**Your assignment**
Print out every entry, keeping each line identical to the original.

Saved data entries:
[Start of Attachment]

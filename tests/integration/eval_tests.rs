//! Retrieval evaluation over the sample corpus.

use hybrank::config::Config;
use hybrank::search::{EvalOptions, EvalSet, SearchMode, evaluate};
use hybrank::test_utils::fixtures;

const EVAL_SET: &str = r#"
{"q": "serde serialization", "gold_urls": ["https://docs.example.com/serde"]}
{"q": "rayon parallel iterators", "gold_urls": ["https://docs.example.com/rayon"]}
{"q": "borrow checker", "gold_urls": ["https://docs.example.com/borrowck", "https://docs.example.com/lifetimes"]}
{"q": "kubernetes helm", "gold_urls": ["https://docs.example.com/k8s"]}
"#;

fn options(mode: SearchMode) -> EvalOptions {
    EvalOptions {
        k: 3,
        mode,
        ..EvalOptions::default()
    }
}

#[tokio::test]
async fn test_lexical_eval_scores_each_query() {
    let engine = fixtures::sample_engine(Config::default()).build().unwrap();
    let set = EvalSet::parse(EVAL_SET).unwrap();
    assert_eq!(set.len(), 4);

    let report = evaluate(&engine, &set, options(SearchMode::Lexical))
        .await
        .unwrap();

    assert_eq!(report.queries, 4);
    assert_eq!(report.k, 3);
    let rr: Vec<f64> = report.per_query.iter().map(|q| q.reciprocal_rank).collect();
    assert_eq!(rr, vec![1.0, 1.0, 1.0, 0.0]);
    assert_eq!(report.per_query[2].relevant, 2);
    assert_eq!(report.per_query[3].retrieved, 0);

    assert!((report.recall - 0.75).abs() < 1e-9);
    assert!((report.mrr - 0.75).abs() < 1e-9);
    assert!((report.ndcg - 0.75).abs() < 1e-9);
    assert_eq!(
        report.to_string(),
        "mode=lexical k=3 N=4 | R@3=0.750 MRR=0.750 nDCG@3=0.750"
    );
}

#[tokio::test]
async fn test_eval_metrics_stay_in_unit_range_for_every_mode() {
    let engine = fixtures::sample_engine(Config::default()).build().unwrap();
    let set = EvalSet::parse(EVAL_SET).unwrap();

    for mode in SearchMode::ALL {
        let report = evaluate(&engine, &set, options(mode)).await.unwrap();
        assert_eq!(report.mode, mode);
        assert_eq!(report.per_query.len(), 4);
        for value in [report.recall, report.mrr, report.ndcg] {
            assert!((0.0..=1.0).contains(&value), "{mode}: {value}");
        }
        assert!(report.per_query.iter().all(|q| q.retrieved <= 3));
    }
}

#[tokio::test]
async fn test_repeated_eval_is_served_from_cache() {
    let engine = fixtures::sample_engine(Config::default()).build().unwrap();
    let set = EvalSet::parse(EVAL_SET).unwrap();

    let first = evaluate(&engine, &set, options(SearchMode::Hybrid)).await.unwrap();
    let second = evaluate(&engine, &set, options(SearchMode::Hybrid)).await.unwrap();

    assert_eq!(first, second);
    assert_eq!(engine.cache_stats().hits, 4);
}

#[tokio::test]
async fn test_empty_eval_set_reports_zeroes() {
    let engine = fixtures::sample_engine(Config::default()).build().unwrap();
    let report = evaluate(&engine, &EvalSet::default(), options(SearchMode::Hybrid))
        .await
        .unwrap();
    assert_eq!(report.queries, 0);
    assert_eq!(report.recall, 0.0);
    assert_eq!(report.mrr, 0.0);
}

[End of Attachment]

**Task output**
filename tests/integration/eval_tests.rs
//! Retrieval evaluation over the sample corpus.

use hybrank::config::Config;
use hybrank::search::{EvalOptions, EvalSet, SearchMode, evaluate};
use hybrank::test_utils::fixtures;

const EVAL_SET: &str = r#"
{"q": "serde serialization", "gold_urls": ["https://docs.example.com/serde"]}
{"q": "rayon parallel iterators", "gold_urls": ["https://docs.example.com/rayon"]}
{"q": "borrow checker", "gold_urls": ["https://docs.example.com/borrowck", "https://docs.example.com/lifetimes"]}
{"q": "kubernetes helm", "gold_urls": ["https://docs.example.com/k8s"]}
"#;

fn options(mode: SearchMode) -> EvalOptions {
    EvalOptions {
        k: 3,
        mode,
        ..EvalOptions::default()
    }
}

#[tokio::test]
async fn test_lexical_eval_scores_each_query() {
    let engine = fixtures::sample_engine(Config::default()).build().unwrap();
    let set = EvalSet::parse(EVAL_SET).unwrap();
    assert_eq!(set.len(), 4);

    let report = evaluate(&engine, &set, options(SearchMode::Lexical))
        .await
        .unwrap();

    assert_eq!(report.queries, 4);
    assert_eq!(report.k, 3);
    let rr: Vec<f64> = report.per_query.iter().map(|q| q.reciprocal_rank).collect();
    assert_eq!(rr, vec![1.0, 1.0, 1.0, 0.0]);
    assert_eq!(report.per_query[2].relevant, 2);
    assert_eq!(report.per_query[3].retrieved, 0);

    assert!((report.recall - 0.75).abs() < 1e-9);
    assert!((report.mrr - 0.75).abs() < 1e-9);
    assert!((report.ndcg - 0.75).abs() < 1e-9);
    assert_eq!(
        report.to_string(),
        "mode=lexical k=3 N=4 | R@3=0.750 MRR=0.750 nDCG@3=0.750"
    );
}

#[tokio::test]
async fn test_eval_metrics_stay_in_unit_range_for_every_mode() {
    let engine = fixtures::sample_engine(Config::default()).build().unwrap();
    let set = EvalSet::parse(EVAL_SET).unwrap();

    for mode in SearchMode::ALL {
        let report = evaluate(&engine, &set, options(mode)).await.unwrap();
        assert_eq!(report.mode, mode);
        assert_eq!(report.per_query.len(), 4);
        for value in [report.recall, report.mrr, report.ndcg] {
            assert!((0.0..=1.0).contains(&value), "{mode}: {value}");
        }
        assert!(report.per_query.iter().all(|q| q.retrieved <= 3));
    }
}

#[tokio::test]
async fn test_repeated_eval_is_served_from_cache() {
    let engine = fixtures::sample_engine(Config::default()).build().unwrap();
    let set = EvalSet::parse(EVAL_SET).unwrap();

    let first = evaluate(&engine, &set, options(SearchMode::Hybrid)).await.unwrap();
    let second = evaluate(&engine, &set, options(SearchMode::Hybrid)).await.unwrap();

    assert_eq!(first, second);
    assert_eq!(engine.cache_stats().hits, 4);
}

#[tokio::test]
async fn test_empty_eval_set_reports_zeroes() {
    let engine = fixtures::sample_engine(Config::default()).build().unwrap();
    let report = evaluate(&engine, &EvalSet::default(), options(SearchMode::Hybrid))
        .await
        .unwrap();
    assert_eq!(report.queries, 0);
    assert_eq!(report.recall, 0.0);
    assert_eq!(report.mrr, 0.0);
}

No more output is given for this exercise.